The agencies estimate that the number of women unable to access family planning or facing unintended pregnancies, gender-based violence and other harmful practices, could “skyrocket” by millions due to the crisis.
“This new data shows the catastrophic impact that COVID-19 could soon have on women and girls globally,” UNFPA Executive Director Natalia Kanem said on Tuesday.
Globally, around 450 million women across 114 low and middle-income countries use contraceptives, the study said
Trump orders meat-processing plants to stay open despite COVID-19 fears
President Donald Trump Tuesday ordered meat-processing plants to stay open in order to protect the food supply in the United States, despite concerns about coronavirus outbreaks, drawing a backlash from unions that said at-risk workers required more protection.With concerns about food shortages and supply chain disruptions, Trump issued an executive order using the Defense Production Act to mandate that the plants continue to function.The world’s biggest meat companies, including Smithfield Foods Inc, Cargill Inc, JBS USA and Tyson, have halted operations at about 20 slaughterhouses and processing plants in North America as workers fall ill, stoking global fears of a meat shortage.
Human Rights Watch says coronavirus medical supplies unable to reach parts of Syria
Human Rights Watch says medical supplies to prevent and treat the new coronavirus are not reaching northeast Syria because of restrictions imposed by the Syrian government and the Kurdish regional government.
The international rights organization urged the UN Security Council to immediately adopt a resolution reopening the Al Yarubiyah border crossing from Iraq into the northeast where Syrian Kurds established an autonomous zone in 2012 The crossing which was used primarily to deliver medicine and medical supplies was closed in January at the insistence of Russia
Britain’s virus contact tracing app to be ready in another 2 to 3 weeks
An official said that the contact tracing app of the British Government will be ready in two to three weeks. The country has been in the process of developing mobile apps to help and reduce infections after the easing of lockdown restrictions.
Matthew Gould, CEO of the National Health Services digital transformation unit, says a San Francisco-based software company Pivotal Labs has done most of the work building the app.
The app will use Bluetooth signals to anonymously log when a user comes into close contact with others. The data is kept on devices. But if users later develop COVID-19 symptoms or get positive test result they can choose to upload the data to a central server so those contacts can be alerted.
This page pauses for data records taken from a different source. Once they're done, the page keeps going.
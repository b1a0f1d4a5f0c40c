use std::ffi::OsString;
use std::path::PathBuf;
use std::process::{Command, ExitStatus};

use tracing::{debug, info};

use crate::core::params::RunConfiguration;
use crate::error::{Error, Result};

/// The predictor command line: `<exe> -i <input> -o <output> -t <task> -m <model>`
#[derive(Debug, Clone, PartialEq, Eq)]
pub struct PredictCommand {
    pub program: PathBuf,
    pub args: Vec<OsString>,
}

impl PredictCommand {
    pub fn from_config(config: &RunConfiguration) -> Self {
        let args = vec![
            "-i".into(),
            config.input().as_os_str().to_owned(),
            "-o".into(),
            config.output().as_os_str().to_owned(),
            "-t".into(),
            config.task().to_string().into(),
            "-m".into(),
            config.model().into(),
        ];
        Self {
            program: config.executable().to_path_buf(),
            args,
        }
    }

    /// Single-line rendering for logs and dry runs. Not shell-escaped.
    pub fn display(&self) -> String {
        let mut s = self.program.display().to_string();
        for a in &self.args {
            s.push(' ');
            s.push_str(&a.to_string_lossy());
        }
        s
    }

    /// Spawn with inherited stdio and block until the predictor exits. No timeout.
    pub fn run(&self) -> Result<PredictorExit> {
        info!("Running predictor: {}", self.display());
        let status = Command::new(&self.program)
            .args(&self.args)
            .status()
            .map_err(|source| Error::Spawn {
                program: self.program.clone(),
                source,
            })?;
        debug!("Predictor exited with {}", status);
        Ok(PredictorExit(status))
    }
}

/// How the predictor process ended
#[derive(Debug, Clone, Copy, PartialEq, Eq)]
pub struct PredictorExit(pub ExitStatus);

impl PredictorExit {
    pub fn success(&self) -> bool {
        self.0.success()
    }

    /// Exit code to forward from this process.
    pub fn code(&self) -> i32 {
        if let Some(code) = self.0.code() {
            return code;
        }
        #[cfg(unix)]
        {
            use std::os::unix::process::ExitStatusExt;
            if let Some(signal) = self.0.signal() {
                return 128 + signal;
            }
        }
        1
    }
}
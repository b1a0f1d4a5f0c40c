use std::process::ExitCode;

use chrono::{DateTime, Local};
use clap::CommandFactory;
use clap::error::ErrorKind;
use tracing::{error, info};
use tracing_subscriber::EnvFilter;

use bibsnet::{
    PredictCommand, PredictorDefaults, RunConfiguration, RunOutcome, RunReport, prepare_run,
    run_prediction,
};

use super::args::CliArgs;
use super::errors::AppError;

fn init_logging() {
    let filter = EnvFilter::try_from_default_env().unwrap_or_else(|_| EnvFilter::new("debug"));
    tracing_subscriber::fmt()
        .with_env_filter(filter)
        .with_writer(std::io::stderr)
        .init();
}

/// Print a clap-formatted usage error and exit with clap's usage status.
fn usage_error(err: AppError) -> ! {
    CliArgs::command()
        .error(ErrorKind::ValueValidation, err)
        .exit()
}

fn configure(args: &CliArgs) -> Result<RunConfiguration, AppError> {
    let defaults = PredictorDefaults::from_current_exe().map_err(AppError::Defaults)?;
    let executable = args.nnunet.clone().unwrap_or(defaults.executable);
    let task = args.task.unwrap_or(defaults.task);
    let model = args.model.clone().unwrap_or(defaults.model);

    Ok(prepare_run(&args.input, &args.output, &executable, task, &model)?)
}

fn exit_code(code: i32) -> ExitCode {
    ExitCode::from(u8::try_from(code).unwrap_or(1))
}

pub fn run(args: CliArgs, started: DateTime<Local>) -> ExitCode {
    if args.log {
        init_logging();
    }

    let config = match configure(&args) {
        Ok(config) => config,
        Err(e) if e.is_usage() => usage_error(e),
        Err(e) => {
            eprintln!("error: {}", e);
            return ExitCode::FAILURE;
        }
    };

    if args.dry_run {
        let command = PredictCommand::from_config(&config);
        println!("{}", command.display());
        match serde_json::to_string_pretty(&config) {
            Ok(json) => println!("{}", json),
            Err(e) => {
                eprintln!("error: {}", bibsnet::Error::from(e));
                return ExitCode::FAILURE;
            }
        }
        info!("Dry run: predictor not started");
        return ExitCode::SUCCESS;
    }

    let outcome = match run_prediction(&config) {
        Ok(exit) => RunOutcome::from(exit),
        Err(e) => {
            error!("{}", e);
            eprintln!("error: {}", e);
            RunOutcome::Crashed { code: 1 }
        }
    };

    let report = RunReport::since(outcome, started);
    match outcome {
        RunOutcome::Succeeded => info!("Predictor finished"),
        RunOutcome::Crashed { code } => error!("Predictor failed with exit code {}", code),
    }
    println!("{}", report);
    exit_code(report.exit_code())
}
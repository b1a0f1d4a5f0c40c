use clap::Parser;
use std::path::PathBuf;

use bibsnet::core::validate::{parse_readable_dir, parse_readable_file, parse_whole_number};

#[derive(Parser)]
#[command(name = "bibsnet", version, about = "Run nnU-Net prediction for one BIBSnet subject")]
pub struct CliArgs {
    /// Existing input directory following nnU-Net naming conventions (T1w files
    /// end with _0000.nii.gz and T2w files end with _0001.nii.gz). It must hold
    /// exactly 1 T1w file and exactly 1 T2w file.
    #[arg(short, long, value_parser = parse_readable_dir)]
    pub input: PathBuf,

    /// Output directory; created with any missing parents
    #[arg(short, long)]
    pub output: PathBuf,

    /// Path to the nnUNet_predict executable. Defaults to nnUNet_predict in the
    /// same directory as this program.
    #[arg(short = 'n', long = "nnUNet", value_parser = parse_readable_file)]
    pub nnunet: Option<PathBuf>,

    /// Task ID, which should be a 3-digit positive integer starting with 5 (e.g. 512)
    #[arg(short, long, value_parser = parse_whole_number)]
    pub task: Option<u64>,

    /// nnU-Net model configuration passed through verbatim [default: 3d_fullres]
    #[arg(short, long)]
    pub model: Option<String>,

    /// Enable logging
    #[arg(long, default_value_t = false)]
    pub log: bool,

    /// Validate inputs and print the predictor command without running it
    #[arg(long, default_value_t = false)]
    pub dry_run: bool,
}
#[tokio::test]
async fn wrong_password_admits_nothing() {
    let dir = tempfile::tempdir().unwrap();
    let backend = open_backend(dir.path()).await;

    let vault = reload_vault(dir.path(), &backend).await;
    vault
        .enable_persistence(protect_with("right"))
        .await
        .unwrap();
    vault
        .store_secret("sensitive", "api_key", StoreOptions::default())
        .await
        .unwrap();
    drop(vault);

    let vault = reload_vault(dir.path(), &backend).await;
    let result = vault.unlock_database("wrong").await;
    assert!(matches!(result, Err(SigilError::PasswordMismatch)));
    assert!(vault.list_secrets().await.is_empty());
    assert!(vault.status().await.needs_unlock);

    // The correct password still works afterwards -- nothing was mutated.
    vault.unlock_database("right").await.unwrap();
    assert_eq!(vault.list_secrets().await.len(), 1);
}

#[tokio::test]
async fn marker_is_never_listed_but_is_persisted() {
    let dir = tempfile::tempdir().unwrap();
    let backend = open_backend(dir.path()).await;

    let vault = reload_vault(dir.path(), &backend).await;
    vault.enable_persistence(protect_with("pw")).await.unwrap();
    vault
        .store_secret("v", "api_key", StoreOptions::default())
        .await
        .unwrap();

    assert!(vault
        .list_secrets()
        .await
        .iter()
        .all(|m| m.id.0 != VERIFICATION_MARKER_ID));

    let records = backend.get_all().await.unwrap();
    assert!(records.iter().any(|r| r.id == VERIFICATION_MARKER_ID));
}

#[tokio::test]
async fn change_password_with_wrong_old_leaves_everything_intact() {
    let dir = tempfile::tempdir().unwrap();
    let backend = open_backend(dir.path()).await;

    let vault = reload_vault(dir.path(), &backend).await;
    vault
        .enable_persistence(protect_with("original"))
        .await
        .unwrap();
    let id = vault
        .store_secret("guarded", "api_key", StoreOptions::default())
        .await
        .unwrap();

    let result = vault.change_password("new", "not-the-password").await;
    assert!(matches!(result, Err(SigilError::PasswordMismatch)));

    // Still readable in this session.
    assert_eq!(
        vault.get_secret(&id).await.unwrap().unwrap().expose_secret(),
        "guarded"
    );
    drop(vault);

    // And the original password still unlocks after a reload.
    let vault = reload_vault(dir.path(), &backend).await;
    vault.unlock_database("original").await.unwrap();
    assert_eq!(
        vault.get_secret(&id).await.unwrap().unwrap().expose_secret(),
        "guarded"
    );
}

#[tokio::test]
async fn change_password_with_correct_old_reencrypts_everything() {
    let dir = tempfile::tempdir().unwrap();
    let backend = open_backend(dir.path()).await;

    let vault = reload_vault(dir.path(), &backend).await;
    vault.enable_persistence(protect_with("old-pw")).await.unwrap();
    let id = vault
        .store_secret("rotating", "api_key", StoreOptions::default())
        .await
        .unwrap();

    vault.change_password("new-pw", "old-pw").await.unwrap();
    drop(vault);

    let vault = reload_vault(dir.path(), &backend).await;
    assert!(matches!(
        vault.unlock_database("old-pw").await,
        Err(SigilError::PasswordMismatch)
    ));
    vault.unlock_database("new-pw").await.unwrap();
    assert_eq!(
        vault.get_secret(&id).await.unwrap().unwrap().expose_secret(),
        "rotating"
    );
}

#[tokio::test]
async fn bootstrap_unlock_accepts_password_on_markerless_database() {
    let dir = tempfile::tempdir().unwrap();
    let backend = open_backend(dir.path()).await;

    // A session record that claims protection, but an empty database:
    // the state left behind when a vault was wiped out-of-band.
    let mut session = SessionRecord::default();
    session.persistence_enabled = true;
    session.password_protected = true;
    session.save(&session_path(dir.path())).unwrap();

    let vault = reload_vault(dir.path(), &backend).await;
    assert!(vault.status().await.needs_unlock);

    vault.unlock_database("fresh-password").await.unwrap();
    assert!(!vault.status().await.needs_unlock);

    // The bootstrap created and persisted a marker.
    let records = backend.get_all().await.unwrap();
    assert!(records.iter().any(|r| r.id == VERIFICATION_MARKER_ID));

    // The chosen password is now binding.
    drop(vault);
    let vault = reload_vault(dir.path(), &backend).await;
    assert!(matches!(
        vault.unlock_database("something-else").await,
        Err(SigilError::PasswordMismatch)
    ));
    vault.unlock_database("fresh-password").await.unwrap();
}
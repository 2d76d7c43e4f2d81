// SPDX-FileCopyrightText: 2026 Sigil Contributors
// SPDX-License-Identifier: MIT OR Apache-2.0

//! Error types for the Sigil secret vault.

use thiserror::Error;

/// The primary error type used across all Sigil crates.
///
/// An unknown or expired secret id is NOT an error: lookup operations
/// return `Option::None` for absence. Variants here cover failures the
/// caller must react to.
#[derive(Debug, Error)]
pub enum SigilError {
    /// Configuration errors (invalid TOML, missing required fields, invalid state transitions).
    #[error("configuration error: {0}")]
    Config(String),

    /// No key material was available after a derivation attempt.
    #[error("encryption failed: {0}")]
    Encryption(String),

    /// Authenticated decryption failed -- wrong key or corrupted ciphertext.
    #[error("decryption failed -- wrong key or corrupted data")]
    Decryption,

    /// Argon2id key derivation failed.
    #[error("key derivation failed: {0}")]
    KeyDerivation(String),

    /// User-supplied password did not verify against the marker or an existing secret.
    #[error("wrong password")]
    PasswordMismatch,

    /// The vault is password protected and has not been unlocked yet.
    #[error("vault is locked -- unlock your secret database first")]
    VaultLocked,

    /// The durable store is missing or blocked. Persistence degrades to
    /// memory-only for the session; the vault itself keeps working.
    #[error("persistent storage unavailable: {0}")]
    PersistenceUnavailable(String),

    /// Too few persisted records decrypted successfully to trust the load.
    #[error("refusing to load secrets: only {succeeded} of {attempted} records decrypted")]
    CorruptionDetected { attempted: usize, succeeded: usize },

    /// Storage backend errors (database connection, query failure).
    #[error("storage error: {source}")]
    Storage {
        source: Box<dyn std::error::Error + Send + Sync>,
    },

    /// Record or config tree (de)serialization errors.
    #[error("serialization error: {0}")]
    Serialization(String),

    /// IO errors (session record file, config file).
    #[error("io error: {0}")]
    Io(#[from] std::io::Error),

    /// Internal or unexpected errors.
    #[error("internal error: {0}")]
    Internal(String),
}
Kenya announces ban on movement in two of Africa’s refugee camps
Kenyas Interior minister Fred Matiangi has announced a ban on movement into and out of two of Africa’s largest refugee camps in a measure to help stop the spread of the coronavirus. The ministers statement did not provide details but aid organisation CARE said the camps have no capacity to deal with a possible outbreak of the virus CARE said in a statement that Dadaab refugee camp in Kenya’s east has a quarantine facility for 2000.
It has more than 270000 refugees mainly from Somalia and a further 20000 refugees living with the host community
Kakuma camp in Kenya’s north hosts 60000 refugees mainly from South Sudan.